## [WORK ORDER]
I would like each line of the data that holds the word "keys" copied out.
INPUT: Begin
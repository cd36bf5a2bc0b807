//! Turns analysis payloads into training clips.
//!
//! Match analyses carry `point_losses` / `point_wins`, player analyses carry
//! `scoring_clips` / `losing_clips`. Missing or mistyped fields fall back to defaults.

use std::collections::BTreeMap;

use serde_json::Value;

use crate::models::{ActionLabel, ClipStatus, SourceType, TrainingClip};

/// Window used when a loss or win only carries a display timestamp
const POINT_WINDOW_SECS: f64 = 5.0;
/// Window used for player clips without an end time, roughly one rally
const RALLY_WINDOW_SECS: f64 = 8.0;

const EXACT_MATCH_CONFIDENCE: f64 = 0.9;
const BAD_KEYWORD_CONFIDENCE: f64 = 0.8;
const GOOD_KEYWORD_CONFIDENCE: f64 = 0.7;
const DEFAULT_CONFIDENCE: f64 = 0.6;
const WIN_CONFIDENCE: f64 = 0.95;
const PLAYER_CLIP_CONFIDENCE: f64 = 0.85;

const EXACT_LABELS: &[(&str, ActionLabel)] = &[
    ("正手失誤", ActionLabel::Bad),
    ("反手失誤", ActionLabel::Bad),
    ("發球失誤", ActionLabel::Bad),
    ("接發球失誤", ActionLabel::Bad),
    ("網前失誤", ActionLabel::Bad),
    ("擊球出界", ActionLabel::Bad),
    ("掛網", ActionLabel::Bad),
    ("腳步不到位", ActionLabel::Bad),
    ("判斷失誤", ActionLabel::Bad),
    ("技術失誤", ActionLabel::Bad),
    ("forehand error", ActionLabel::Bad),
    ("backhand error", ActionLabel::Bad),
    ("serve error", ActionLabel::Bad),
    ("receive error", ActionLabel::Bad),
    ("net error", ActionLabel::Bad),
    ("out", ActionLabel::Bad),
    ("footwork", ActionLabel::Bad),
    ("制勝球", ActionLabel::Good),
    ("得分", ActionLabel::Good),
    ("ACE球", ActionLabel::Good),
    ("扣殺得分", ActionLabel::Good),
    ("winner", ActionLabel::Good),
    ("ace", ActionLabel::Good),
    ("smash", ActionLabel::Good),
    ("對手得分", ActionLabel::Normal),
    ("運氣球", ActionLabel::Normal),
    ("opponent winner", ActionLabel::Normal),
    ("lucky ball", ActionLabel::Normal),
];

const BAD_KEYWORDS: &[&str] = &[
    "失誤", "出界", "掛網", "失敗", "錯誤", "不到位", "error", "miss", "fault", "net",
];

const GOOD_KEYWORDS: &[&str] = &["得分", "制勝", "ace", "扣殺", "漂亮", "winner", "point"];

#[derive(Debug, Clone, Copy)]
pub struct ImportOptions {
    pub auto_approve: bool,
    pub confidence_threshold: f64,
}

impl Default for ImportOptions {
    fn default() -> Self {
        Self {
            auto_approve: false,
            confidence_threshold: 0.7,
        }
    }
}

impl ImportOptions {
    fn initial_status(&self, confidence: f64) -> ClipStatus {
        if self.auto_approve && confidence >= self.confidence_threshold {
            ClipStatus::Approved
        } else {
            ClipStatus::Pending
        }
    }
}

#[derive(Debug, Default)]
pub struct PlayerImport {
    pub clips: Vec<TrainingClip>,
    pub scoring_count: usize,
    pub losing_count: usize,
}

impl PlayerImport {
    pub fn label_stats(&self) -> BTreeMap<String, usize> {
        let mut stats: BTreeMap<String, usize> = ActionLabel::ALL
            .iter()
            .map(|l| (l.as_str().to_string(), 0))
            .collect();
        for clip in &self.clips {
            *stats.entry(clip.label.as_str().to_string()).or_default() += 1;
        }
        stats
    }
}

/// Parses `m:ss`, `h:mm:ss` or plain seconds. A full-width colon is
/// accepted. Anything unparsable is 0.
pub fn parse_timestamp(timestamp: &str) -> f64 {
    let normalized = timestamp.trim().replace('：', ":");
    let parts: Vec<&str> = normalized.split(':').map(str::trim).collect();

    let parsed = match parts.as_slice() {
        [minutes, seconds] => minutes
            .parse::<u32>()
            .ok()
            .zip(seconds.parse::<f64>().ok())
            .map(|(m, s)| m as f64 * 60.0 + s),
        [hours, minutes, seconds] => match (
            hours.parse::<u32>(),
            minutes.parse::<u32>(),
            seconds.parse::<f64>(),
        ) {
            (Ok(h), Ok(m), Ok(s)) => Some(h as f64 * 3600.0 + m as f64 * 60.0 + s),
            _ => None,
        },
        [seconds] => seconds.parse::<f64>().ok(),
        _ => None,
    };

    parsed.filter(|v| v.is_finite() && *v >= 0.0).unwrap_or(0.0)
}

/// Label and confidence for an error type and its description.
pub fn infer_label(error_type: &str, description: &str) -> (ActionLabel, f64) {
    let trimmed = error_type.trim();
    if let Some((_, label)) = EXACT_LABELS
        .iter()
        .find(|(key, _)| key.eq_ignore_ascii_case(trimmed))
    {
        return (*label, EXACT_MATCH_CONFIDENCE);
    }

    let combined = format!("{} {}", trimmed.to_lowercase(), description.to_lowercase());

    if BAD_KEYWORDS.iter().any(|kw| combined.contains(kw)) {
        return (ActionLabel::Bad, BAD_KEYWORD_CONFIDENCE);
    }

    if GOOD_KEYWORDS.iter().any(|kw| combined.contains(kw)) {
        return (ActionLabel::Good, GOOD_KEYWORD_CONFIDENCE);
    }

    (ActionLabel::Bad, DEFAULT_CONFIDENCE)
}

fn str_field<'v>(value: &'v Value, keys: &[&str]) -> Option<&'v str> {
    keys.iter()
        .find_map(|k| value.get(*k).and_then(Value::as_str))
        .filter(|s| !s.is_empty())
}

fn num_field(value: &Value, key: &str) -> Option<f64> {
    match value.get(key)? {
        Value::Number(n) => n.as_f64(),
        Value::String(s) => s.trim().parse().ok(),
        _ => None,
    }
}

fn point_window(point: &Value) -> (f64, f64) {
    if let (Some(start), Some(end)) = (num_field(point, "start_seconds"), num_field(point, "end_seconds")) {
        return (start, end.max(start));
    }

    let start = str_field(point, &["timestamp_display", "timestamp"])
        .map(parse_timestamp)
        .unwrap_or(0.0);
    (start, start + POINT_WINDOW_SECS)
}

fn video_url(analysis: &Value) -> String {
    str_field(analysis, &["video_url", "url"])
        .unwrap_or_default()
        .to_string()
}

fn array<'v>(analysis: &'v Value, key: &str) -> &'v [Value] {
    analysis
        .get(key)
        .and_then(Value::as_array)
        .map(Vec::as_slice)
        .unwrap_or(&[])
}

/// Lost points become `bad` clips, won points `good` clips.
pub fn clips_from_match_analysis(analysis: &Value, options: ImportOptions) -> Vec<TrainingClip> {
    let source = video_url(analysis);
    let mut clips = Vec::new();

    for point in array(analysis, "point_losses") {
        let (start, end) = point_window(point);
        let error_type = str_field(point, &["loss_type", "error_type"]).unwrap_or_default();
        let description = str_field(point, &["description"]).unwrap_or_default();

        let (mut label, mut confidence) = infer_label(error_type, description);
        // a lost point is never a neutral sample
        if label == ActionLabel::Normal {
            label = ActionLabel::Bad;
            confidence = EXACT_MATCH_CONFIDENCE;
        }

        let mut clip = TrainingClip::new(&source, SourceType::Youtube, start, end, label, confidence);
        clip.description = format!("[loss] {}: {}", error_type, description);
        clip.error_type = Some(error_type.to_string()).filter(|s| !s.is_empty());
        clip.status = options.initial_status(confidence);
        clips.push(clip);
    }

    for point in array(analysis, "point_wins") {
        let (start, end) = point_window(point);
        let win_type = str_field(point, &["win_type"]).unwrap_or_default();
        let description = str_field(point, &["description"]).unwrap_or_default();

        let mut clip = TrainingClip::new(
            &source,
            SourceType::Youtube,
            start,
            end,
            ActionLabel::Good,
            WIN_CONFIDENCE,
        );
        clip.description = format!("[win] {}: {}", win_type, description);
        clip.status = options.initial_status(WIN_CONFIDENCE);
        clips.push(clip);
    }

    clips
}

pub fn clips_from_player_analysis(
    analysis: &Value,
    player_name: &str,
    options: ImportOptions,
) -> PlayerImport {
    let source = video_url(analysis);
    let mut import = PlayerImport::default();

    for item in array(analysis, "scoring_clips") {
        import
            .clips
            .push(performance_clip(item, &source, player_name, true, options));
        import.scoring_count += 1;
    }

    for item in array(analysis, "losing_clips") {
        import
            .clips
            .push(performance_clip(item, &source, player_name, false, options));
        import.losing_count += 1;
    }

    import
}

fn performance_clip(
    item: &Value,
    source: &str,
    player_name: &str,
    scoring: bool,
    options: ImportOptions,
) -> TrainingClip {
    let start = num_field(item, "start_seconds")
        .or_else(|| str_field(item, &["timestamp"]).map(parse_timestamp))
        .unwrap_or(0.0);
    let end = num_field(item, "end_seconds")
        .unwrap_or(start + RALLY_WINDOW_SECS)
        .max(start);

    let label = str_field(item, &["quality_label"])
        .and_then(ActionLabel::parse)
        .unwrap_or(if scoring { ActionLabel::Good } else { ActionLabel::Bad });

    let technique = str_field(item, &["technique"]).unwrap_or_default();

    let mut description = format!(
        "[{}] {} - {}",
        player_name,
        if scoring { "scored" } else { "lost" },
        technique
    );
    if let Some(reason) = str_field(item, &["quality_reason"]) {
        description.push_str(&format!(" ({})", reason));
    }
    if let Some(detail) = str_field(item, &["description"]) {
        description.push_str(&format!(" | {}", detail));
    }

    let mut clip = TrainingClip::new(
        source,
        SourceType::Youtube,
        start,
        end,
        label,
        PLAYER_CLIP_CONFIDENCE,
    );
    clip.description = description;
    clip.error_type = (!scoring && !technique.is_empty()).then(|| technique.to_string());
    clip.status = options.initial_status(PLAYER_CLIP_CONFIDENCE);
    clip
}

#[cfg(test)]
mod tests {
    use super::*;
    use serde_json::json;

    #[test]
    fn test_parse_timestamp_formats() {
        assert_eq!(parse_timestamp("1:05"), 65.0);
        assert_eq!(parse_timestamp("1:02:03"), 3723.0);
        assert_eq!(parse_timestamp("2：30"), 150.0);
        assert_eq!(parse_timestamp("42.5"), 42.5);
        assert_eq!(parse_timestamp("soon"), 0.0);
        assert_eq!(parse_timestamp("1:2:3:4"), 0.0);
    }

    #[test]
    fn test_infer_label_rules() {
        assert_eq!(infer_label("掛網", ""), (ActionLabel::Bad, 0.9));
        assert_eq!(infer_label("制勝球", ""), (ActionLabel::Good, 0.9));
        assert_eq!(infer_label("運氣球", ""), (ActionLabel::Normal, 0.9));
        assert_eq!(infer_label("long push", "ball went into the net"), (ActionLabel::Bad, 0.8));
        assert_eq!(infer_label("third ball", "clean winner down the line"), (ActionLabel::Good, 0.7));
        assert_eq!(infer_label("rally", "long exchange"), (ActionLabel::Bad, 0.6));
    }

    #[test]
    fn test_match_import_labels_and_windows() {
        let analysis = json!({
            "video_url": "https://youtu.be/abc",
            "point_losses": [
                {"loss_type": "運氣球", "description": "edge ball", "start_seconds": 10, "end_seconds": 16},
                {"loss_type": "backhand error", "timestamp_display": "1:30"}
            ],
            "point_wins": [
                {"win_type": "forehand loop", "description": "cross court", "timestamp": "2:00"}
            ]
        });

        let clips = clips_from_match_analysis(&analysis, ImportOptions::default());
        assert_eq!(clips.len(), 3);

        // normal loss forced to bad
        assert_eq!(clips[0].label, ActionLabel::Bad);
        assert_eq!(clips[0].label_confidence, 0.9);
        assert_eq!((clips[0].start_time, clips[0].end_time), (10.0, 16.0));
        assert_eq!(clips[0].description, "[loss] 運氣球: edge ball");

        assert_eq!((clips[1].start_time, clips[1].end_time), (90.0, 95.0));

        assert_eq!(clips[2].label, ActionLabel::Good);
        assert_eq!(clips[2].label_confidence, 0.95);
        assert!(clips[2].error_type.is_none());

        assert!(clips.iter().all(|c| c.status == ClipStatus::Pending));
        assert!(clips.iter().all(|c| c.source_video == "https://youtu.be/abc"));
    }

    #[test]
    fn test_auto_approve_respects_threshold() {
        let analysis = json!({
            "point_losses": [
                {"loss_type": "rally", "description": "long exchange"},
                {"loss_type": "掛網", "description": ""}
            ]
        });
        let options = ImportOptions {
            auto_approve: true,
            confidence_threshold: 0.7,
        };

        let clips = clips_from_match_analysis(&analysis, options);
        assert_eq!(clips[0].status, ClipStatus::Pending);
        assert_eq!(clips[1].status, ClipStatus::Approved);
    }

    #[test]
    fn test_player_import() {
        let analysis = json!({
            "video_url": "https://youtu.be/xyz",
            "scoring_clips": [
                {"start_seconds": 5.0, "technique": "loop", "quality_label": "good"},
                {"timestamp": "0:40", "technique": "flick", "quality_label": "excellent"}
            ],
            "losing_clips": [
                {"start_seconds": 70.0, "end_seconds": 74.0, "technique": "push", "quality_reason": "too high"}
            ]
        });

        let import = clips_from_player_analysis(&analysis, "Lin Yun-Ju", ImportOptions::default());
        assert_eq!(import.scoring_count, 2);
        assert_eq!(import.losing_count, 1);

        assert_eq!(import.clips[0].end_time, 13.0);
        assert_eq!(import.clips[1].start_time, 40.0);
        assert_eq!(import.clips[1].label, ActionLabel::Good);
        assert_eq!(import.clips[2].label, ActionLabel::Bad);
        assert_eq!(import.clips[2].error_type.as_deref(), Some("push"));
        assert_eq!(import.clips[2].description, "[Lin Yun-Ju] lost - push (too high)");

        let stats = import.label_stats();
        assert_eq!(stats["good"], 2);
        assert_eq!(stats["bad"], 1);
        assert_eq!(stats["normal"], 0);
    }

    #[test]
    fn test_missing_arrays_import_nothing() {
        let clips = clips_from_match_analysis(&json!({"summary": "no points"}), ImportOptions::default());
        assert!(clips.is_empty());
    }
}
INPUT: End
## [RESPONSE]
fn str_field<'v>(value: &'v Value, keys: &[&str]) -> Option<&'v str> {
    keys.iter()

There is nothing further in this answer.